We keep “fun” tied to progress, not pressure
In youth psychology, fun isn’t the opposite of seriousness; it’s the feeling that your effort leads to growth. That’s why we:
Set process goals (better block starts, cleaner arm mechanics) rather than only outcome goals (medals, times).
Celebrate personal bests and effort even on “off” days, which supports a growth mindset instead of a fragile “I’m only good when I win” identity.
Build practices with variety, sprints, plyometrics, and relay games so sessions feel challenging but not monotonous.
This aligns with evidence that environments emphasizing mastery and personal improvement support motivation and mental health more than those focused purely on winning.
We intentionally avoid early single-event specialization
Sports medicine and mental health experts are increasingly clear: specializing in one sport or position too early raises the risk of overuse injuries and burnout without improving long-term success odds. The NFHS notes that early sport specialization is associated with burnout, injury, decreased mood, and lower enjoyment and does not appear to increase the likelihood of high-level achievement. (Johns Hopkins Medicine, 5/23/25)
At Brooklyn Speed & Power, we:
Structure training cycles so that loads, drills, and stimulus types change over the year to avoid repetitive strain.
Talk openly with parents about why we don’t rush a 10-year-old into a single event path.
From a physiology perspective, this diversity of movement builds more robust neuromuscular patterns, better overall coordination, and more resilient tissues—exactly what reduces injury and supports long-term performance.
We design around physical and mental recovery
The American Academy of Pediatrics warns that overuse injuries and excessive training volume are major contributors to youth burnout and injury.
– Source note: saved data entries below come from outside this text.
#[cfg(test)]
mod tests {
    use super::*;
    use crate::structures::format::PolyFormat;

    fn gf(s: &str) -> FieldPolynomial {
        FieldPolynomial::parse(s).unwrap()
    }

    const PRIMITIVE: &[&str] = &[
        "x^3 + x + 1",
        "x^3 + x^2 + 1",
        "x^4 + x + 1",
        "x^4 + x^3 + 1",
        "x^5 + x^2 + 1",
        "x^7 + x^6 + 1",
        "x^8 + x^4 + x^3 + x^2 + 1",
        "x^10 + x^3 + 1",
        "x^13 + x^4 + x^3 + x + 1",
        "x^16 + x^15 + x^13 + x^4 + 1",
    ];

    const IRREDUCIBLE_NOT_PRIMITIVE: &[&str] = &[
        "x^4 + x^3 + x^2 + x + 1",
        "x^6 + x^3 + 1",
        "x^8 + x^4 + x^3 + x + 1",
    ];

    const REDUCIBLE: &[&str] = &[
        "x^2 + 1",
        "x^4 + x^2 + 1",
        "x^4 + x^3 + x + 1",
        "x^4 + x^2 + x + 1",
        "x^5 + x^3 + x + 1",
    ];

    // ---- construction ----

    #[test]
    fn parse_builds_all_views() {
        let f = gf("x^9 + x^8 + x^7 + x^5 + x^4 + x + 1");
        assert_eq!(f.exponents(), &[9, 8, 7, 5, 4, 1, 0]);
        assert_eq!(f.coefficients(), &[1, 1, 1, 0, 1, 1, 0, 0, 1, 1]);
        assert_eq!(f.as_str(), "x^9 + x^8 + x^7 + x^5 + x^4 + x + 1");
        assert_eq!(f.degree(), Some(9));
    }

    #[test]
    fn zero_and_one() {
        let z = FieldPolynomial::zero();
        assert!(z.is_zero());
        assert!(z.is_all_zero());
        assert_eq!(z.degree(), None);
        assert_eq!(z.coefficients(), &[0]);
        assert_eq!(z.as_str(), "0");

        let one = FieldPolynomial::one();
        assert_eq!(one.exponents(), &[0]);
        assert_eq!(one.as_str(), "1");
        assert_eq!(FieldPolynomial::x().as_str(), "x");
        assert_eq!(FieldPolynomial::monomial(5).coefficients(), &[1, 0, 0, 0, 0, 0]);
    }

    #[test]
    fn rejects_non_binary_coefficients() {
        assert_eq!(
            FieldPolynomial::from_coefficients(vec![1, -1]),
            Err(FormatError::NonBinaryCoefficient { value: -1 })
        );
        assert_eq!(
            FieldPolynomial::new(PolyInput::Coefficients(vec![2, 1])),
            Err(FormatError::NonBinaryCoefficient { value: 2 })
        );
    }

    #[test]
    fn text_input_reduces_modulo_two() {
        assert_eq!(gf("x^2 + x^2 + 1"), FieldPolynomial::one());
        assert_eq!(
            gf("x^2 + x^2 + 1"),
            FieldPolynomial::from_exponents(vec![2, 2, 0]).unwrap()
        );
        assert_eq!(gf("2x + 1"), FieldPolynomial::one());
        assert_eq!(gf("-x^3 + 3x + 1").as_str(), "x^3 + x + 1");
        assert!(gf("x^4 + x^4").is_zero());
    }

    #[test]
    fn from_coefficients_strips_leading_zeros() {
        let f = FieldPolynomial::from_coefficients(vec![0, 0, 1, 0, 1]).unwrap();
        assert_eq!(f.exponents(), &[2, 0]);
        assert_eq!(f.coefficients(), &[1, 0, 1]);
    }

    #[test]
    fn tagged_exponents_cancel_in_pairs() {
        let f = FieldPolynomial::new(PolyInput::numeric(vec![8, 4, 0, 0], Some(PolyFormat::Exponents))).unwrap();
        assert_eq!(f.exponents(), &[8, 4]);
    }

    #[test]
    fn tagged_negative_exponent_fails() {
        assert_eq!(
            FieldPolynomial::new(PolyInput::Exponents(vec![3, -1])),
            Err(FormatError::NegativeExponent { value: -1 })
        );
    }

    #[test]
    fn untagged_ambiguous_fails() {
        assert!(matches!(
            FieldPolynomial::new(PolyInput::Untagged(vec![4, 1, 0])),
            Err(FormatError::AmbiguousFormat { .. })
        ));
        let f = FieldPolynomial::new(PolyInput::Untagged(vec![1, 0, 1, 1])).unwrap();
        assert_eq!(f.as_str(), "x^3 + x + 1");
    }

    #[test]
    fn fast_path_requires_descending_set() {
        let f = FieldPolynomial::from_exponent_set(vec![4, 1, 0]).unwrap();
        assert_eq!(f, gf("x^4 + x + 1"));
        assert_eq!(f.as_str(), "x^4 + x + 1");
        assert!(matches!(
            FieldPolynomial::from_exponent_set(vec![1, 4, 0]),
            Err(FormatError::InvalidShape { .. })
        ));
        assert!(matches!(
            FieldPolynomial::from_exponent_set(vec![4, 4]),
            Err(FormatError::InvalidShape { .. })
        ));
    }

    #[test]
    fn degree_ceiling() {
        assert!(matches!(
            FieldPolynomial::from_exponents(vec![MAX_DEGREE + 1, 0]),
            Err(FormatError::DegreeTooLarge { .. })
        ));
        assert!(matches!(
            FieldPolynomial::from_exponent_set(vec![MAX_DEGREE + 1]),
            Err(FormatError::DegreeTooLarge { .. })
        ));
    }

    #[test]
    fn polynomial_conversion() {
        let p = Polynomial::parse("x^4 + x + 1").unwrap();
        let f = FieldPolynomial::from_polynomial(&p).unwrap();
        assert_eq!(f.exponents(), &[4, 1, 0]);
        assert_eq!(f.to_polynomial(), p);
        assert!(FieldPolynomial::from_polynomial(&Polynomial::parse("3x").unwrap()).is_err());
    }

    #[test]
    fn existing_input_round_trips() {
        let f = gf("x^5 + x^2 + 1");
        assert_eq!(FieldPolynomial::new(f.clone()).unwrap(), f);
        assert_eq!(Polynomial::new(f.clone()).unwrap().as_str(), "x^5 + x^2 + 1");
    }

    #[test]
    fn display_and_debug() {
        let f = gf("x^2 + 1");
        assert_eq!(f.to_string(), "x^2 + 1");
        assert_eq!(format!("{:?}", f), "x^2 + 1 (mod 2)");
    }

    // ---- arithmetic ----

    #[test]
    fn add_gf_is_xor() {
        let sum = gf("x^4 + x^3 + x^2 + x + 1").add_gf(&gf("x^3 + x + 1"));
        assert_eq!(sum.coefficients(), &[1, 0, 1, 0, 0]);
        assert_eq!(&gf("x^2") - &gf("x^2 + 1"), FieldPolynomial::one());
    }

    #[test]
    fn add_gf_self_is_zero() {
        let f = gf("x^70 + x^3 + 1");
        assert!(f.add_gf(&f).is_zero());
        assert!(f.sub_gf(&f).is_zero());
    }

    #[test]
    fn multiply_gf_reference() {
        let product = gf("x^4 + x^3 + x^2 + x + 1").multiply_gf(&gf("x^3 + x + 1"));
        assert_eq!(product.coefficients(), &[1, 1, 0, 1, 1, 0, 0, 1]);
    }

    #[test]
    fn multiply_gf_wide() {
        // (x^64 + 1)(x^64 + 1) = x^128 + 1
        let f = FieldPolynomial::from_exponents(vec![64, 0]).unwrap();
        assert_eq!((&f * &f).exponents(), &[128, 0]);
        assert!(f.multiply_gf(&FieldPolynomial::zero()).is_zero());
    }

    #[test]
    fn divide_gf_reference() {
        let d = gf("x^9 + x^8 + x^7 + x^5 + x^4 + x + 1")
            .divide_gf(&gf("x^4 + x + 1"))
            .unwrap();
        assert_eq!(d.quotient.coefficients(), &[1, 1, 1, 1, 1, 1]);
        assert_eq!(d.remainder.coefficients(), &[1, 0]);
    }

    #[test]
    fn divide_gf_agrees_with_integer_division_mod_2() {
        let a = gf("x^9 + x^8 + x^7 + x^5 + x^4 + x + 1");
        let b = gf("x^4 + x + 1");
        let sparse = a.divide_gf(&b).unwrap();
        let dense = a.to_polynomial().divide(&b.to_polynomial(), 2).unwrap();
        assert_eq!(sparse.quotient.to_polynomial(), dense.quotient);
        assert_eq!(sparse.remainder.to_polynomial(), dense.remainder);
    }

    #[test]
    fn divide_gf_identity() {
        let a = gf("x^12 + x^7 + x^3 + x^2 + 1");
        let b = gf("x^5 + x^2 + 1");
        let d = a.divide_gf(&b).unwrap();
        assert_eq!(b.multiply_gf(&d.quotient).add_gf(&d.remainder), a);
        assert!(d.remainder.degree() < b.degree());
    }

    #[test]
    fn divide_gf_preconditions() {
        assert_eq!(
            gf("x + 1").divide_gf(&FieldPolynomial::zero()),
            Err(PolyError::DivisionByZero)
        );
        assert_eq!(
            gf("x + 1").divide_gf(&gf("x^3 + 1")),
            Err(PolyError::DivisorDegreeTooLarge {
                divisor: 3,
                dividend: 1
            })
        );
        let d = FieldPolynomial::zero().divide_gf(&gf("x + 1")).unwrap();
        assert!(d.quotient.is_zero());
        assert!(d.remainder.is_zero());
    }

    #[test]
    fn rem_gf_accepts_smaller_dividend() {
        let a = gf("x + 1");
        assert_eq!(a.rem_gf(&gf("x^3 + 1")).unwrap(), a);
        assert_eq!(gf("x^3 + 1").rem_gf(&gf("x + 1")).unwrap(), FieldPolynomial::zero());
        assert_eq!(a.rem_gf(&FieldPolynomial::zero()), Err(PolyError::DivisionByZero));
    }

    #[test]
    fn gcd_gf_common_factor() {
        // (x + 1)(x^2 + x + 1) and (x + 1)^2
        assert_eq!(gf("x^3 + 1").gcd_gf(&gf("x^2 + 1")), gf("x + 1"));
        assert_eq!(gf("x^2 + 1").gcd_gf(&gf("x^3 + 1")), gf("x + 1"));
    }

    #[test]
    fn gcd_gf_coprime_is_one() {
        assert_eq!(gf("x^3 + x + 1").gcd_gf(&gf("x^2 + x + 1")), FieldPolynomial::one());
    }

    #[test]
    fn gcd_gf_base_cases() {
        let f = gf("x^5 + x^3 + 1");
        assert_eq!(f.gcd_gf(&FieldPolynomial::zero()), f);
        assert_eq!(FieldPolynomial::zero().gcd_gf(&f), f);
        assert_eq!(f.gcd_gf(&f), f);
    }

    #[test]
    fn pow_x_mod_small_exponents() {
        let f = gf("x^3 + x + 1");
        assert_eq!(f.pow_x_mod(0).unwrap(), FieldPolynomial::one());
        assert_eq!(f.pow_x_mod(1).unwrap(), FieldPolynomial::x());
        assert_eq!(f.pow_x_mod(3).unwrap(), gf("x + 1"));
        assert_eq!(f.pow_x_mod(5).unwrap(), gf("x^2 + x + 1"));
        assert_eq!(f.pow_x_mod(7).unwrap(), FieldPolynomial::one());
        assert_eq!(f.pow_x_mod(7 * 1000 + 3).unwrap(), gf("x + 1"));
    }

    #[test]
    fn pow_x_mod_matches_long_division() {
        let f = gf("x^5 + x^2 + 1");
        for exp in 0..40usize {
            let direct = FieldPolynomial::monomial(exp).rem_gf(&f).unwrap();
            assert_eq!(f.pow_x_mod(exp as u64).unwrap(), direct, "x^{}", exp);
        }
    }

    #[test]
    fn pow_x_mod_edge_divisors() {
        assert_eq!(FieldPolynomial::zero().pow_x_mod(3), Err(PolyError::DivisionByZero));
        assert!(FieldPolynomial::one().pow_x_mod(9).unwrap().is_zero());
        assert!(FieldPolynomial::x().pow_x_mod(4).unwrap().is_zero());
    }

    #[test]
    fn derivative_drops_even_powers() {
        assert_eq!(gf("x^5 + x^2 + x + 1").derivative(), gf("x^4 + 1"));
        assert!(gf("x^4 + x^2 + 1").derivative().is_zero());
    }

    // ---- irreducibility and primitivity ----

    #[test]
    fn primitive_polynomials() {
        for s in PRIMITIVE {
            let f = gf(s);
            assert!(f.is_irreducible(), "{} should be irreducible", s);
            assert_eq!(f.is_primitive(), Ok(true), "{} should be primitive", s);
        }
    }

    #[test]
    fn irreducible_but_not_primitive() {
        for s in IRREDUCIBLE_NOT_PRIMITIVE {
            let f = gf(s);
            assert!(f.is_irreducible(), "{} should be irreducible", s);
            assert_eq!(f.is_primitive(), Ok(false), "{} should not be primitive", s);
        }
    }

    #[test]
    fn reducible_polynomials() {
        for s in REDUCIBLE {
            let f = gf(s);
            assert!(!f.is_irreducible(), "{} should be reducible", s);
            assert_eq!(f.is_primitive(), Ok(false), "{} should not be primitive", s);
        }
    }

    #[test]
    fn degenerate_degrees() {
        assert!(!FieldPolynomial::zero().is_irreducible());
        assert!(!FieldPolynomial::one().is_irreducible());
        assert_eq!(FieldPolynomial::zero().is_primitive(), Ok(false));
        assert_eq!(FieldPolynomial::one().is_primitive(), Ok(false));

        assert!(FieldPolynomial::x().is_irreducible());
        assert!(gf("x + 1").is_irreducible());
        assert_eq!(gf("x + 1").is_primitive(), Ok(true));
        assert_eq!(FieldPolynomial::x().is_primitive(), Ok(false));
    }

    #[test]
    fn no_constant_term_is_reducible() {
        assert!(!gf("x^3 + x").is_irreducible());
        assert_eq!(gf("x^4 + x^3 + x").is_primitive(), Ok(false));
    }

    #[test]
    fn primitive_degree_ceiling() {
        let f = FieldPolynomial::from_exponents(vec![64, 4, 3, 1, 0]).unwrap();
        assert_eq!(
            f.is_primitive(),
            Err(PolyError::DegreeTooLarge {
                degree: 64,
                max: PRIMITIVE_MAX_DEGREE
            })
        );
    }

    #[test]
    fn primitive_near_degree_ceiling() {
        // 2^61 - 1 is prime, 2^59 - 1 and 2^62 - 1 have large prime factors
        for exponents in [
            vec![59, 7, 4, 2, 0],
            vec![61, 5, 2, 1, 0],
            vec![62, 6, 5, 3, 0],
            vec![63, 1, 0],
        ] {
            let f = FieldPolynomial::from_exponents(exponents).unwrap();
            assert_eq!(f.is_primitive(), Ok(true), "{} should be primitive", f);
        }

        let reducible = FieldPolynomial::from_exponents(vec![61, 5, 2, 1, 0])
            .unwrap()
            .multiply_gf(&gf("x + 1"));
        assert_eq!(reducible.is_primitive(), Ok(false));
    }

    #[test]
    fn setwise_coprime() {
        assert!(FieldPolynomial::from_exponents(vec![4, 3, 2, 1, 0]).unwrap().is_setwise_coprime());
        assert!(!gf("x^9 + x^6 + x^3").is_setwise_coprime());
        assert!(!FieldPolynomial::zero().is_setwise_coprime());
    }

    #[test]
    fn equality_and_hash_follow_exponents() {
        use std::collections::HashSet;

        let a = gf("x^3 + x + 1");
        let b = FieldPolynomial::from_exponents(vec![0, 1, 3]).unwrap();
        let _ = a.as_str();
        assert_eq!(a, b);

        let set: HashSet<FieldPolynomial> = [a, b].into_iter().collect();
        assert_eq!(set.len(), 1);
    }

    #[cfg(feature = "rand")]
    #[test]
    fn random_irreducible_and_primitive() {
        use rand::SeedableRng;

        let mut rng = rand::rngs::StdRng::seed_from_u64(7);
        for degree in 1..=12 {
            let f = FieldPolynomial::random_irreducible(&mut rng, degree);
            assert_eq!(f.degree(), Some(degree));
            assert!(f.is_irreducible());

            let g = FieldPolynomial::random_primitive(&mut rng, degree);
            assert_eq!(g.degree(), Some(degree));
            assert_eq!(g.is_primitive(), Ok(true));
        }
    }

    #[cfg(feature = "rand")]
    #[test]
    fn random_primitive_with_prime_order() {
        use rand::SeedableRng;

        let mut rng = rand::rngs::StdRng::seed_from_u64(61);
        let g = FieldPolynomial::random_primitive(&mut rng, 61);
        assert_eq!(g.degree(), Some(61));
        assert_eq!(g.is_primitive(), Ok(true));
    }
}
A 2025 review on track-and-field injury prevention highlights that well-designed strength and neuromuscular programs significantly reduce injury rates.
So our training includes:
Structured warm-ups and neuromuscular prep that target common problem areas for youth track athletes (ankles, knees, hips).
Planned rest days and lighter weeks, not just “go hard every day.”
Open communication: if a child reports persistent soreness, fatigue, or mood changes, we adjust training rather than pushing through.
As athletic trainers, we look at the whole stress load—school, sleep, and growth spurts, not just practice time and adjust accordingly.
We confront access and pressure together with parents
Reports from the Aspen Institute and others show that cost and access are major barriers for lower-income families, while pressure and culture are major issues across all income levels. Brooklyn Speed & Power addresses this by:
Keeping our program local and community-based so families aren’t forced into constant travel.
Offering financial assistance and making gear requirements as simple and affordable as possible.
Running parent education sessions on realistic expectations, mental health, and how to support kids’ autonomy.
In practice, that means we invite parents into conversations, rather than trying to “fix” kids in isolation. Family systems research consistently shows that when parents adjust their expectations and communication, kids’ stress and burnout risk drop significantly.
What this means for your family
If your child has started saying, “I don’t know if I want to do sports anymore,” you’re not alone. The data tells us that quitting is common; the deeper story tells us why, and it’s rarely about laziness or screens.
At Brooklyn Speed & Power, we believe the solution is not to push harder but to design smarter:
Give kids agency.
Focus on skill and confidence, not just outcomes.
Support their bodies with smart training and rest.
Support their minds with a culture that values who they are more than how they perform.
If you’re seeing early signs of burnout or you just want a healthier sports experience for your child, you’re exactly who we built Brooklyn Speed & Power for.